Lasser looked up suddenly and blinked and then shivered.
“Why are you telling us you killed your father when you didn’t?” Carella said.
“I did!”
“No, sir.”
“I did! Wh-what’s the matter with you? C-c-c-ca…?”
“Take it easy, Mr. Lasser.”
“Can’t you see I’m t-t-telling the truth?”
“Mr. Lasser, the man who swung that ax was powerful and deadly and accurate. You’re having trouble just staying in that chair. Now…”
“I did it,” Lasser said, and then shivered. “B-believe me. I d-d-d-did it.”
“No, Mr. Lasser,”
“Yes.”
“No. Why are you here?”
“Because I k-k-k-k-k…”
He could not say the word. They waited in painful silence while he struggled with it, and finally a shiver rattled his body and he spat out the word as though it were some loathsome creature that had been squatting malevolently on his tongue. “Killed!” he shouted. “I killed my father!”

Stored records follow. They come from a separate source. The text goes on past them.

impl Worker {
    pub async fn bootstrap(args: Args, runner: Arc<dyn TranscodeRunner>) -> Result<Self> {
        let client = Arc::new(MasterClient::new(args.master_url.clone())?);
        fs::create_dir_all(&args.workdir).await.context("creating workdir")?;
        fs::create_dir_all(failed_uploads_dir(&args.workdir)).await.context("creating failed_uploads dir")?;

        let mut system = System::new_all();
        system.refresh_all();
        let capabilities = capabilities(&system);
        let response = client
            .register(&RegisterRequest {
                hostname: args.resolved_hostname(),
                capabilities,
                version: env!("CARGO_PKG_VERSION").to_string(),
            })
            .await
            .context("registering with master")?;
        info!(worker_id = %response.worker_id, "registered");

        Ok(Self {
            client,
            args,
            runner,
            worker_id: Mutex::new(response.worker_id),
            system: Mutex::new(system),
            current_job: Arc::new(Mutex::new(None)),
        })
    }

    pub fn worker_id(&self) -> String {
        self.worker_id.lock().clone()
    }

    pub async fn run_forever(&self) -> Result<()> {
        let mut heartbeat_ticker = tokio::time::interval(self.args.heartbeat_interval());
        loop {
            heartbeat_ticker.tick().await;
            self.retry_failed_uploads().await;

            if let Err(err) = self.heartbeat("idle", None, None).await {
                warn!(error = %err, "heartbeat failed");
                self.handle_master_error(&err).await;
            }

            match self.client.request_job(&self.worker_id()).await {
                Ok(Some(job)) => {
                    if let Err(err) = self.run_job(job).await {
                        error!(error = %err, "job processing failed unexpectedly");
                        self.handle_master_error(&err).await;
                    }
                }
                Ok(None) => tokio::time::sleep(self.args.poll_interval()).await,
                Err(err) => {
                    warn!(error = %err, "job request failed");
                    self.handle_master_error(&err).await;
                    tokio::time::sleep(self.args.poll_interval()).await;
                }
            }
        }
    }

    async fn run_job(&self, job: JobAssignment) -> Result<()> {
        let worker_id = self.worker_id();

        if let Some(SkipReason::DynamicHdr) = policies::pre_flight_skip(&job) {
            warn!(file_id = job.file_id, "refusing job with dynamic HDR metadata");
            self.client
                .report_failed(&worker_id, job.file_id, &FailRequest { error: "dynamic HDR not supported".to_string() })
                .await?;
            return Ok(());
        }

        *self.current_job.lock() = Some(WorkerJobSnapshot {
            file_id: job.file_id,
            file_path: job.path.clone(),
            file_size: job.size_bytes,
            progress: 0.0,
            started_at: Utc::now(),
            is_completed: false,
        });

        let input_path = self.args.workdir.join(format!("{}.src", job.file_id));
        let output_path = self.args.workdir.join(format!("{}.out", job.file_id));

        if let Err(err) = self.heartbeat("downloading", None, None).await {
            self.handle_master_error(&err).await;
        }
        if let Err(err) = self.client.download_source(job.file_id, &input_path).await {
            self.fail_job(&worker_id, job.file_id, &format!("download failed: {err}")).await;
            return Ok(());
        }

        if let Err(err) = self.heartbeat("processing", None, None).await {
            self.handle_master_error(&err).await;
        }
        let progress_worker_id = worker_id.clone();
        let file_id = job.file_id;
        let progress_client = self.client.clone();
        let current_job = self.current_job.clone();
        let on_progress = move |sample: EncodeProgress| {
            let worker_id = progress_worker_id.clone();
            let client = progress_client.clone();
            if let Some(snapshot) = current_job.lock().as_mut() {
                snapshot.progress = sample.percent;
            }
            let body = ProgressRequest {
                percent: sample.percent,
                speed: sample.speed_fps,
                eta: sample.eta_seconds,
                status: Some("processing".to_string()),
            };
            tokio::spawn(async move {
                let _ = client.report_progress(&worker_id, file_id, &body).await;
            });
        };

        if let Err(err) = self.runner.run(&job, &input_path, &output_path, &on_progress).await {
            self.fail_job(&worker_id, job.file_id, &format!("encode failed: {err}")).await;
            cleanup(&input_path, &output_path).await;
            return Ok(());
        }

        let encoded_size = fs::metadata(&output_path).await.map(|meta| meta.len() as i64).unwrap_or(0);
        if !policies::is_worth_keeping(job.size_bytes, encoded_size, self.args.min_savings_percent) {
            info!(file_id = job.file_id, "encode did not save enough space, skipping upload");
            *self.current_job.lock() = None;
            if let Err(err) = self
                .client
                .report_failed(
                    &worker_id,
                    job.file_id,
                    &FailRequest { error: "encode did not meet minimum savings threshold".to_string() },
                )
                .await
            {
                warn!(file_id = job.file_id, error = %err, "reporting skip to master failed");
                self.handle_master_error(&err).await;
            }
            cleanup(&input_path, &output_path).await;
            return Ok(());
        }

        if let Err(err) = self.heartbeat("uploading", None, None).await {
            self.handle_master_error(&err).await;
        }
        match self.client.upload_result(job.file_id, &output_path).await {
            Ok(UploadResult { original_size, new_size, .. }) => {
                if let Some(snapshot) = self.current_job.lock().as_mut() {
                    snapshot.progress = 100.0;
                    snapshot.is_completed = true;
                }
                let body = CompleteRequest { output_size: new_size, original_size };
                match self.client.report_complete(&worker_id, job.file_id, &body).await {
                    Ok(()) => *self.current_job.lock() = None,
                    Err(err) => {
                        warn!(file_id = job.file_id, error = %err, "completion report failed, retrying in background");
                        self.handle_master_error(&err).await;
                        spawn_completion_retry(
                            self.client.clone(),
                            self.current_job.clone(),
                            worker_id.clone(),
                            job.file_id,
                            body,
                        );
                    }
                }
                info!(file_id = job.file_id, new_size, "job complete");
            }
            Err(err) => {
                warn!(file_id = job.file_id, error = %err, "upload failed, stashing for retry");
                self.stash_failed_upload(&job, &output_path).await;
            }
        }

        cleanup(&input_path, &output_path).await;
        Ok(())
    }

    async fn fail_job(&self, worker_id: &str, file_id: i64, error: &str) {
        error!(file_id, error, "job failed");
        *self.current_job.lock() = None;
        if let Err(err) = self.client.report_failed(worker_id, file_id, &FailRequest { error: error.to_string() }).await {
            warn!(file_id, error = %err, "reporting failure to master also failed");
            self.handle_master_error(&err).await;
        }
    }

    async fn heartbeat(&self, status: &str, speed: Option<f64>, eta: Option<i64>) -> Result<()> {
        let mut system = self.system.lock();
        system.refresh_cpu_usage();
        system.refresh_memory();
        let cores = system.cpus();
        let cpu_percent = if cores.is_empty() {
            None
        } else {
            Some(cores.iter().map(|cpu| cpu.cpu_usage() as f64).sum::<f64>() / cores.len() as f64)
        };
        let used = system.used_memory() as f64;
        let total = system.total_memory().max(1) as f64;
        drop(system);
        let memory_percent = Some((used / total) * 100.0);
        let current_job = self.current_job.lock().clone();

        self.client
            .heartbeat(
                &self.worker_id(),
                &HeartbeatRequest {
                    status: status.to_string(),
                    cpu_percent,
                    memory_percent,
                    current_speed: speed,
                    current_eta: eta,
                    current_job,
                },
            )
            .await
    }

    /// Re-registers with the master, e.g. after it forgot this worker
    /// across a restart (spec.md §4.7 "On any subsequent 404 from the
    /// master, re-register before continuing"). Swaps in the new worker id
    /// in place so in-flight calls using the old one simply finish failing.
    async fn re_register(&self) -> Result<()> {
        let capabilities = {
            let mut system = self.system.lock();
            system.refresh_all();
            capabilities(&system)
        };
        let response = self
            .client
            .register(&RegisterRequest {
                hostname: self.args.resolved_hostname(),
                capabilities,
                version: env!("CARGO_PKG_VERSION").to_string(),
            })
            .await
            .context("re-registering with master")?;
        info!(worker_id = %response.worker_id, "re-registered after master forgot us");
        *self.worker_id.lock() = response.worker_id;
        Ok(())
    }

    async fn handle_master_error(&self, err: &anyhow::Error) {
        let is_worker_unknown =
            err.downcast_ref::<ClientError>().is_some_and(|err| matches!(err, ClientError::WorkerUnknown));
        if is_worker_unknown {
            warn!("master does not recognize this worker, re-registering");
            if let Err(err) = self.re_register().await {
                error!(error = %err, "re-registration failed");
            }
        }
    }

    /// Uploads that failed (master unreachable, network blip) are kept on
    /// disk under `failed_uploads/` and retried on every heartbeat tick
    /// rather than discarding finished work (spec.md §6.3 "Filesystem
    /// layout"), alongside a JSON side-car recording the fields needed to
    /// report the retry (spec.md §4.7).
    async fn stash_failed_upload(&self, job: &JobAssignment, encoded_path: &PathBuf) {
        let dir = failed_uploads_dir(&self.args.workdir);
        let destination = dir.join(format!("{}.out", job.file_id));
        if let Err(err) = fs::copy(encoded_path, &destination).await {
            error!(file_id = job.file_id, error = %err, "failed to stash unsent upload");
            return;
        }

        let metadata = FailedUploadMetadata {
            job_id: job.file_id,
            original_path: job.path.clone(),
            failed_at: Utc::now(),
            worker_id: self.worker_id(),
        };
        match serde_json::to_vec_pretty(&metadata) {
            Ok(bytes) => {
                if let Err(err) = fs::write(dir.join(format!("{}.json", job.file_id)), bytes).await {
                    error!(file_id = job.file_id, error = %err, "failed to write failed-upload side-car");
                }
            }
            Err(err) => error!(file_id = job.file_id, error = %err, "failed to encode failed-upload side-car"),
        }
    }

    async fn retry_failed_uploads(&self) {
        let dir = failed_uploads_dir(&self.args.workdir);
        let Ok(mut entries) = fs::read_dir(&dir).await else { return };
        while let Ok(Some(entry)) = entries.next_entry().await {
            let path = entry.path();
            if path.extension().and_then(|ext| ext.to_str()) != Some("out") {
                continue;
            }
            let Some(file_id) = file_id_from_stash_path(&path) else { continue };
            let sidecar_path = path.with_extension("json");
            if let Ok(bytes) = fs::read(&sidecar_path).await {
                if let Ok(metadata) = serde_json::from_slice::<FailedUploadMetadata>(&bytes) {
                    info!(
                        file_id,
                        original_path = %metadata.original_path,
                        failed_at = %metadata.failed_at,
                        worker_id = %metadata.worker_id,
                        "retrying stashed upload"
                    );
                }
            }

            match self.client.upload_result(file_id, &path).await {
                Ok(UploadResult { original_size, new_size, .. }) => {
                    let body = CompleteRequest { output_size: new_size, original_size };
                    if let Err(err) = self.client.report_complete(&self.worker_id(), file_id, &body).await {
                        warn!(file_id, error = %err, "reporting completion for stashed upload failed");
                        self.handle_master_error(&err).await;
                    } else if self.current_job.lock().as_ref().map(|job| job.file_id) == Some(file_id) {
                        *self.current_job.lock() = None;
                    }
                    fs::remove_file(&path).await.ok();
                    fs::remove_file(&sidecar_path).await.ok();
                    info!(file_id, "retried stashed upload successfully");
                }
                Err(err) => {
                    warn!(file_id, error = %err, "stashed upload still failing");
                    self.handle_master_error(&err).await;
                }
            }
        }
    }
}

“In that case, Mr. Lasser,” Carella said, “you won’t mind if we check your fingerprints against one we found in the basement, will you?”
Lasser was silent.
“Will you, Mr. Lasser?”
He did not answer.
“Mr. Lasser,” Hawes said gently, “why did you leave your house today?”
Lasser suddenly began sobbing. The police stenographer looked up, puzzled, and Carella signaled for him to leave. The stenographer hesitated. Carella touched his elbow and coaxed him out of the chair.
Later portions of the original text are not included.